There are good people in Gotham, but we don't see them in the HBO miniseries The Penguin. From start to finish, this is a show about rival gangsters with no loyalty or respect for anyone. They lie, screw over their own henchmen, impulsively commit murder (sometimes of their own family members), and—worst of all—put an elderly mother in peril.
The show picks up a week after the 2022 film The Batman left off: The reigning crime lord of Gotham, Carmine Falcone, is dead and the simple succession plan is quickly thrown out of whack. A fight for Gotham's underworld ensues, with the titular Penguin (played by Colin Farrell, though you'd never guess it beneath his accent and grotesque makeup) playing both sides of the Falcone-Maroni gang war. Sofia Falcone Gigante (Cristin Milioti) and Sal Maroni (Clancy Brown) are the main combatants. Other characters who seem like they may be a factor are instead dispatched more nonchalantly than a Game of Thrones star.
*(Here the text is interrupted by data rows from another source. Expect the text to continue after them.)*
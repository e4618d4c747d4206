//! Structural type queries.
//!
//! Small helpers that look through the canonical `TypeData` encoding so the
//! trait layers can ask "what is the record behind this type" or "what does
//! this reference refer to" without matching on interned nodes themselves.

use crate::TypeDatabase;
use crate::def::{EnumDecl, RecordDecl};
use crate::types::{BuiltinKind, CvQualifiers, FunctionShape, RecordId, TypeData, TypeId};
use std::sync::Arc;

/// Split off top-level cv-qualification.
///
/// The qualification of an array type is the qualification of its element
/// type, so `const int[3]` splits into `int[3]` and `const`.
pub fn split_cv(db: &dyn TypeDatabase, ty: TypeId) -> (TypeId, CvQualifiers) {
    match db.lookup(ty) {
        Some(TypeData::Qualified(inner, cv)) => (inner, cv),
        Some(TypeData::Array { element, bound }) => {
            let (inner, cv) = split_cv(db, element);
            if cv.is_empty() {
                (ty, cv)
            } else {
                (db.array(inner, bound), cv)
            }
        }
        _ => (ty, CvQualifiers::empty()),
    }
}

#[inline]
pub fn unqualified(db: &dyn TypeDatabase, ty: TypeId) -> TypeId {
    split_cv(db, ty).0
}

#[inline]
pub fn cv_of(db: &dyn TypeDatabase, ty: TypeId) -> CvQualifiers {
    split_cv(db, ty).1
}

/// Node of the cv-unqualified type.
pub fn unqualified_data(db: &dyn TypeDatabase, ty: TypeId) -> Option<TypeData> {
    match db.lookup(ty)? {
        TypeData::Qualified(inner, _) => db.lookup(inner),
        data => Some(data),
    }
}

pub fn builtin_kind(db: &dyn TypeDatabase, ty: TypeId) -> Option<BuiltinKind> {
    match unqualified_data(db, ty)? {
        TypeData::Builtin(kind) => Some(kind),
        _ => None,
    }
}

pub fn record_id(db: &dyn TypeDatabase, ty: TypeId) -> Option<RecordId> {
    match unqualified_data(db, ty)? {
        TypeData::Record(id) => Some(id),
        _ => None,
    }
}

/// Declaration of the record behind `ty`, complete or not.
pub fn record_decl(db: &dyn TypeDatabase, ty: TypeId) -> Option<Arc<RecordDecl>> {
    db.record(record_id(db, ty)?)
}

/// Declaration of the record behind `ty` if it is complete.
pub fn complete_record(db: &dyn TypeDatabase, ty: TypeId) -> Option<Arc<RecordDecl>> {
    record_decl(db, ty).filter(|decl| decl.complete)
}

/// Class or struct (not union) record behind `ty`.
pub fn class_record(db: &dyn TypeDatabase, ty: TypeId) -> Option<Arc<RecordDecl>> {
    complete_record(db, ty).filter(|decl| !decl.is_union())
}

pub fn enum_decl(db: &dyn TypeDatabase, ty: TypeId) -> Option<Arc<EnumDecl>> {
    match unqualified_data(db, ty)? {
        TypeData::Enum(id) => db.enum_decl(id),
        _ => None,
    }
}

/// Shape of `ty` if it is itself a function type.
pub fn function_shape(db: &dyn TypeDatabase, ty: TypeId) -> Option<Arc<FunctionShape>> {
    match db.lookup(ty)? {
        TypeData::Function(id) => db.function_shape(id),
        _ => None,
    }
}

/// Referent of a reference type and whether the reference is an rvalue reference.
pub fn referent(db: &dyn TypeDatabase, ty: TypeId) -> Option<(TypeId, bool)> {
    match db.lookup(ty)? {
        TypeData::LValueRef(inner) => Some((inner, false)),
        TypeData::RValueRef(inner) => Some((inner, true)),
        _ => None,
    }
}

#[inline]
pub fn is_reference(db: &dyn TypeDatabase, ty: TypeId) -> bool {
    referent(db, ty).is_some()
}

/// Pointee of a (possibly cv-qualified) pointer type.
pub fn pointee(db: &dyn TypeDatabase, ty: TypeId) -> Option<TypeId> {
    match unqualified_data(db, ty)? {
        TypeData::Pointer(inner) => Some(inner),
        _ => None,
    }
}

/// Element type and bound of an array type.
pub fn array_parts(db: &dyn TypeDatabase, ty: TypeId) -> Option<(TypeId, Option<u64>)> {
    match db.lookup(ty)? {
        TypeData::Array { element, bound } => Some((element, bound)),
        _ => None,
    }
}

/// Class and pointee of a (possibly cv-qualified) member pointer type.
pub fn member_pointer_parts(db: &dyn TypeDatabase, ty: TypeId) -> Option<(TypeId, TypeId)> {
    match unqualified_data(db, ty)? {
        TypeData::MemberPointer { class, pointee } => Some((class, pointee)),
        _ => None,
    }
}

/// Innermost element type of a (possibly multidimensional) array.
pub fn strip_all_extents(db: &dyn TypeDatabase, ty: TypeId) -> TypeId {
    let mut current = ty;
    while let Some((element, _)) = array_parts(db, current) {
        current = element;
    }
    current
}

pub fn is_void(db: &dyn TypeDatabase, ty: TypeId) -> bool {
    matches!(unqualified_data(db, ty), Some(TypeData::Void))
}

pub fn is_function(db: &dyn TypeDatabase, ty: TypeId) -> bool {
    matches!(db.lookup(ty), Some(TypeData::Function(_)))
}

pub fn is_unbounded_array(db: &dyn TypeDatabase, ty: TypeId) -> bool {
    matches!(array_parts(db, ty), Some((_, None)))
}

/// Scalar: arithmetic, enumeration, pointer, member pointer or `nullptr_t`.
pub fn is_scalar(db: &dyn TypeDatabase, ty: TypeId) -> bool {
    matches!(
        unqualified_data(db, ty),
        Some(
            TypeData::Builtin(_)
                | TypeData::Enum(_)
                | TypeData::Pointer(_)
                | TypeData::MemberPointer { .. }
                | TypeData::NullPtr
        )
    )
}

/// An object type whose size is known: not void, not a function, not a
/// reference, not an unbounded array, not an incomplete record.
pub fn is_complete_object(db: &dyn TypeDatabase, ty: TypeId) -> bool {
    match unqualified_data(db, ty) {
        Some(TypeData::Void | TypeData::Function(_)) | None => false,
        Some(TypeData::LValueRef(_) | TypeData::RValueRef(_)) => false,
        Some(TypeData::Array { element, bound }) => {
            bound.is_some() && is_complete_object(db, element)
        }
        Some(TypeData::Record(id)) => db.record(id).is_some_and(|decl| decl.complete),
        Some(_) => true,
    }
}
There's no plan for mass civilian murder that Batman must swoop in to stop—the caped crusader is hardly ever referenced. There's just a plan to get people hooked on a new illegal party drug, called Bliss, and to use the cash influx to control the streets of Gotham. The battle to control Bliss leads to gruesome murders of creative means (carbon monoxide poisoning en masse, immolation, surprise explosion). Maybe if Bliss weren't illegal, all that violence could be replaced by peaceful marketplace competition?
Viewers don't see much of Gotham's historically corrupt city government in The Penguin (except when someone needs to be wrongfully institutionalized without trial by a judge who's been paid off). But when something in high demand is illegal, the black market will always accommodate—with violence and death, if necessary. Elderly mothers everywhere take heed.